3. Conditions for open market sale:

a) In respect of the method mentioned at paragraph 2(a) above, the listed entity shall, at least one trading day prior to every such proposed sale, announce the following details to the stock exchange(s) where its shares are listed:

i. the intention of the promoter/promoter group to sell and the purpose of sale;

ii. the details of promoter(s)/promoter group, who propose to divest their shareholding;

iii. total number of shares and percentage of shareholding proposed to be divested; and

iv. the period within which the entire divestment process will be completed.

b) The listed entity shall also give an undertaking to the recognized stock exchange(s) obtained from the persons belonging to the promoter and promoter group that they shall not buy any shares in the open market on the dates on which the shares are being sold by promoter(s)/promoter group as stated above.

c) The listed entity, its promoter(s) and promoter group shall ensure compliance with all applicable legal provisions including that of the Securities and Exchange Board of India (Prohibition of Insider Trading) Regulations, 2015 and Securities and Exchange Board of India (Substantial Acquisition of Shares and Takeovers) Regulations, 2011.

4. Pursuant to the above, a compilation of all methods allowed for achieving compliance with the minimum public shareholding requirements is placed at Annexure for reference.

5. This Circular is issued in exercise of the powers conferred under sections 11 and 1 1A of the Securities and Exchange Board of India Act, 1992 read with regulations 38 and 101(2) of the Securities and Exchange Board of India (Listing Obligations and Disclosure Requirements) Regulations, 2015 and shall supersede the Circular No. CIR/CFD/CMD/14/2015 dated November 30, 2015.

6. This Circular is available at www.sebi.gov.in under the link “Legal”and “Circulars”.
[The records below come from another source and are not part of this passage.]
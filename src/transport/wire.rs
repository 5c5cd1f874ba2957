//! JSON shapes shared by both API generations.

use serde::{Deserialize, Deserializer};
use serde_json::Value;

use crate::models::{
    parse_timestamp, ConfigurationValue, IdentityRef, TestConfiguration, TestResult, TestVariable,
};

/// `{ "id": ..., "name": ... }` reference. The legacy API sends ids as
/// strings, the modern one as numbers.
#[derive(Debug, Clone, Deserialize)]
pub(crate) struct WireRef {
    #[serde(default, deserialize_with = "flexible_id")]
    pub id: Option<u64>,
    #[serde(default)]
    pub name: Option<String>,
    #[serde(default)]
    pub url: Option<String>,
}

#[derive(Debug, Clone, Deserialize)]
#[serde(rename_all = "camelCase")]
pub(crate) struct WireIdentity {
    #[serde(default)]
    pub id: Option<String>,
    #[serde(default)]
    pub display_name: Option<String>,
    #[serde(default)]
    pub unique_name: Option<String>,
    #[serde(default)]
    pub url: Option<String>,
}

impl From<WireIdentity> for IdentityRef {
    fn from(w: WireIdentity) -> Self {
        Self {
            id: w.id,
            display_name: w.display_name,
            unique_name: w.unique_name,
            url: w.url,
        }
    }
}

/// Accept an id given as a number, a numeric string, or null.
pub(crate) fn flexible_id<'de, D>(deserializer: D) -> Result<Option<u64>, D::Error>
where
    D: Deserializer<'de>,
{
    let value = Option::<Value>::deserialize(deserializer)?;
    Ok(match value {
        Some(Value::Number(n)) => n.as_u64(),
        Some(Value::String(s)) => s.trim().parse().ok(),
        _ => None,
    })
}

/// Like [`flexible_id`] for fields that must be present.
pub(crate) fn required_id<'de, D>(deserializer: D) -> Result<u64, D::Error>
where
    D: Deserializer<'de>,
{
    flexible_id(deserializer)?.ok_or_else(|| serde::de::Error::custom("missing or non-numeric id"))
}

pub(crate) fn ref_id(r: &Option<WireRef>) -> Option<u64> {
    r.as_ref().and_then(|r| r.id)
}

// Configurations, variables and results look the same in both generations.

#[derive(Debug, Deserialize)]
#[serde(rename_all = "camelCase")]
pub(crate) struct WireConfiguration {
    #[serde(deserialize_with = "required_id")]
    id: u64,
    #[serde(default)]
    name: String,
    description: Option<String>,
    state: Option<String>,
    #[serde(default)]
    values: Vec<WireNameValue>,
    #[serde(default)]
    is_default: bool,
    project: Option<WireRef>,
}

#[derive(Debug, Deserialize)]
struct WireNameValue {
    #[serde(default)]
    name: String,
    #[serde(default)]
    value: String,
}

impl From<WireConfiguration> for TestConfiguration {
    fn from(w: WireConfiguration) -> Self {
        Self {
            id: w.id,
            name: w.name,
            description: w.description.filter(|d| !d.is_empty()),
            state: w.state,
            values: w
                .values
                .into_iter()
                .map(|v| ConfigurationValue {
                    name: v.name,
                    value: v.value,
                })
                .collect(),
            is_default: w.is_default,
            project: w.project.and_then(|p| p.name),
        }
    }
}

#[derive(Debug, Deserialize)]
pub(crate) struct WireVariable {
    #[serde(deserialize_with = "required_id")]
    id: u64,
    #[serde(default)]
    name: String,
    description: Option<String>,
    #[serde(default)]
    values: Vec<String>,
}

impl From<WireVariable> for TestVariable {
    fn from(w: WireVariable) -> Self {
        Self {
            id: w.id,
            name: w.name,
            description: w.description.filter(|d| !d.is_empty()),
            values: w.values,
        }
    }
}

#[derive(Debug, Deserialize)]
#[serde(rename_all = "camelCase")]
pub(crate) struct WireTestResult {
    #[serde(deserialize_with = "required_id")]
    id: u64,
    test_run: Option<WireRef>,
    test_plan: Option<WireRef>,
    test_point: Option<WireRef>,
    test_case: Option<WireRef>,
    configuration: Option<WireRef>,
    outcome: Option<String>,
    state: Option<String>,
    error_message: Option<String>,
    comment: Option<String>,
    started_date: Option<String>,
    completed_date: Option<String>,
    duration_in_ms: Option<f64>,
    run_by: Option<WireIdentity>,
}

impl WireTestResult {
    /// `run_id` is the run the result was requested from, used when the
    /// payload omits its own run reference.
    pub(crate) fn into_result(self, run_id: u64) -> TestResult {
        TestResult {
            id: self.id,
            run_id: ref_id(&self.test_run).unwrap_or(run_id),
            plan_id: ref_id(&self.test_plan),
            point_id: ref_id(&self.test_point),
            test_case_id: ref_id(&self.test_case),
            configuration_id: ref_id(&self.configuration),
            outcome: self.outcome,
            state: self.state,
            error_message: self.error_message.filter(|m| !m.is_empty()),
            comment: self.comment.filter(|c| !c.is_empty()),
            started_date: self.started_date.as_deref().and_then(parse_timestamp),
            completed_date: self.completed_date.as_deref().and_then(parse_timestamp),
            duration_ms: self.duration_in_ms,
            run_by: self.run_by.map(Into::into),
        }
    }
}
7. The recognized Stock Exchanges are advised to disseminate the contents of this Circular on their website.

Pradeep Ramakrishnan
Deputy General Manager
+91-22-26449246
pradeepr@sebi.gov.in

ANNEXURE

In order to achieve the minimum level of public shareholding mandated under rules 1 9(2)(b) and rule 19A of the Securities Contracts (Regulation) Rules, 1957, a listed entity shall adopt any of the following methods :-

i. Issuance of shares to public through prospectus;

ii. Offer for sale of shares held by promoters to public through prospectus;

iii. Sale of shares held by promoters through the secondary market in terms of Circular reference No. CIR/MRD/DP/18/2012 dated July 18, 2012;

iv. Institutional Placement Programme (IPP) in terms of Chapter VIIIA of the Securities and Exchange Board of India (Issue of Capital and Disclosure Requirements) Regulations, 2009;

v. Rights Issue to public shareholders, with promoter/promoter group shareholders forgoing their entitlement to equity shares, that may arise from such issue;

vi. Bonus Issues to public shareholders, with promoter/promoter group shareholders forgoing their entitlement to equity shares, that may arise from such issue;

vii. Sale of shares held by promoters/promoter group up to 2% of the total paid-up equity share capital of the listed entity in the open market, subject to conditions specified under this Circular;

viii. Allotment of eligible securities under Qualified Institutions Placement in terms of Chapter VIII of Securities and Exchange Board of India (Issue of Capital and Disclosure Requirements) Regulations, 2009;

ix. Any other method as may be approved by the Board on a case to case basis. For this purpose, the listed entity may approach the Board with appropriate details to obtain prior permission. The Board would endeavor to communicate its decision within 30 days from the date of receipt of the proposal or the date of receipt of additional information as sought from the listed entity.